Exposure of developing rats to a diet containing elemental
tellurium systemically inhibits
cholesterol synthesis at the level of
squalene epoxidase. At high
tellurium exposure levels (> 0.1% in the diet), there is an associated segmental
demyelination of the PNS. Low levels of dietary
tellurium (0.0001%) led to in vivo inhibition of
squalene epoxidase activity in sciatic nerve, and inhibition increased with increasing exposure levels. With increasing dose and increasing exposure times, there was an increasing degree of
demyelination and increasing down-regulation of
mRNA levels for
myelin P0 protein,
ceramide galactosyltransferase (rate-limiting
enzyme in cerebroside synthesis), and
HMG-CoA reductase (rate-limiting
enzyme in
cholesterol synthesis). Because these were all down-regulated in parallel, we conclude there is coordinate regulation of the entire program for myelin synthesis in Schwann cells. An anomaly was that at early time points and low
tellurium levels,
mRNA levels for
HMG-CoA reductase were slightly elevated, presumably in response to
tellurium-induced
sterol deficits. We suggest the eventual down-regulation relates to a separate mechanism by which Schwann cells regulate
cholesterol synthesis, related to the need for coordinate synthesis of myelin components.
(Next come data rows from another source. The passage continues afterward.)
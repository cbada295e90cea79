//! Logging configuration and initialization

use crate::app::config::AppConfig;
use tracing::{debug, trace};

/// Initialize tracing/logging for the application
pub fn init_logging(config: &AppConfig) {
    tracing_subscriber::fmt()
        .with_env_filter(config.log_level())
        .with_writer(std::io::stderr)
        .with_target(config.verbose >= 2) // Show target module for -vv and above
        .with_thread_ids(config.verbose >= 3) // Show thread IDs for -vvv
        .with_line_number(config.verbose >= 3) // Show line numbers for -vvv
        .init();

    debug!("territory-map started with verbosity level: {}", config.verbose);
    trace!("Full CLI args: {:?}", std::env::args().collect::<Vec<_>>());
}
//! Region catalog
//!
//! Static reference data for label parsing:
//! - the fixed set of valid region codes (`regions`)
//! - the alias table mapping non-canonical tokens to codes or slash groups (`aliases`)
//!
//! The standard catalog is process-wide and initialized once on first use.
//! A catalog carrying configured aliases is built once at startup and then
//! only borrowed.

mod aliases;
pub mod regions;

pub use aliases::BUILTIN_ALIASES;
pub use regions::{is_valid_region, RegionCode, REGION_CODES};

use once_cell::sync::Lazy;
use std::collections::HashMap;
use tracing::warn;

/// Separator between regions in a normalized label
pub const SEPARATOR: char = '/';

static STANDARD_CATALOG: Lazy<RegionCatalog> = Lazy::new(RegionCatalog::builtin);

/// Normalize a raw territory token
///
/// Uppercases, strips periods and spaces, and turns `-` into the `/`
/// separator. No canonical code contains `-`, so codes pass through as-is.
pub fn normalize_token(raw: &str) -> String {
    raw.chars()
        .filter(|c| *c != '.' && *c != ' ')
        .map(|c| if c == '-' { SEPARATOR } else { c })
        .collect::<String>()
        .to_uppercase()
}

#[derive(Debug, Clone)]
pub struct RegionCatalog {
    aliases: HashMap<String, String>,
}

impl RegionCatalog {
    /// The shared catalog with built-in aliases only
    pub fn standard() -> &'static RegionCatalog {
        &STANDARD_CATALOG
    }

    fn builtin() -> Self {
        let aliases = BUILTIN_ALIASES
            .iter()
            .map(|(from, to)| (from.to_string(), to.to_string()))
            .collect();
        Self { aliases }
    }

    /// Build a catalog with extra aliases layered over the built-ins
    ///
    /// Keys and values go through [`normalize_token`], so `"N. LA" = "LA"`
    /// and `"NLA" = "LA"` are the same entry.
    pub fn with_aliases<I, K, V>(extra: I) -> Self
    where
        I: IntoIterator<Item = (K, V)>,
        K: AsRef<str>,
        V: AsRef<str>,
    {
        let mut catalog = Self::builtin();
        for (from, to) in extra {
            let key = normalize_token(from.as_ref());
            let value = normalize_token(to.as_ref());

            if !value.split(SEPARATOR).any(is_valid_region) {
                warn!(
                    "Alias '{}' -> '{}' resolves to no valid region and will match nothing",
                    from.as_ref(),
                    to.as_ref()
                );
            }

            catalog.aliases.insert(key, value);
        }
        catalog
    }

    /// Validated code for `token`, if it is canonical
    pub fn region(&self, token: &str) -> Option<RegionCode> {
        RegionCode::new(token)
    }

    /// Exact-match alias lookup on an already-normalized token
    pub fn resolve_alias(&self, token: &str) -> Option<&str> {
        self.aliases.get(token).map(String::as_str)
    }

    pub fn alias_count(&self) -> usize {
        self.aliases.len()
    }
}

impl Default for RegionCatalog {
    fn default() -> Self {
        Self::builtin()
    }
}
Levels of
mRNA for the low-affinity
nerve growth factor receptor (
indicator of alterations in axon-Schwann cell interactions) and for
lysozyme (marker for phagocytic macrophages) were both up-regulated in a dose- and time-dependent manner which correlated with the presence of segmental
demyelination. Levels of
mRNA coding for myelin-related
proteins were down-regulated at low
tellurium exposure levels, without
demyelination or up-regulation of
nerve growth factor receptor. This suggests the down-regulation is related to the
tellurium-induced
cholesterol deficit, and not to the loss of axonal contact associated with early stages of
demyelination or to the entry of activated macrophages.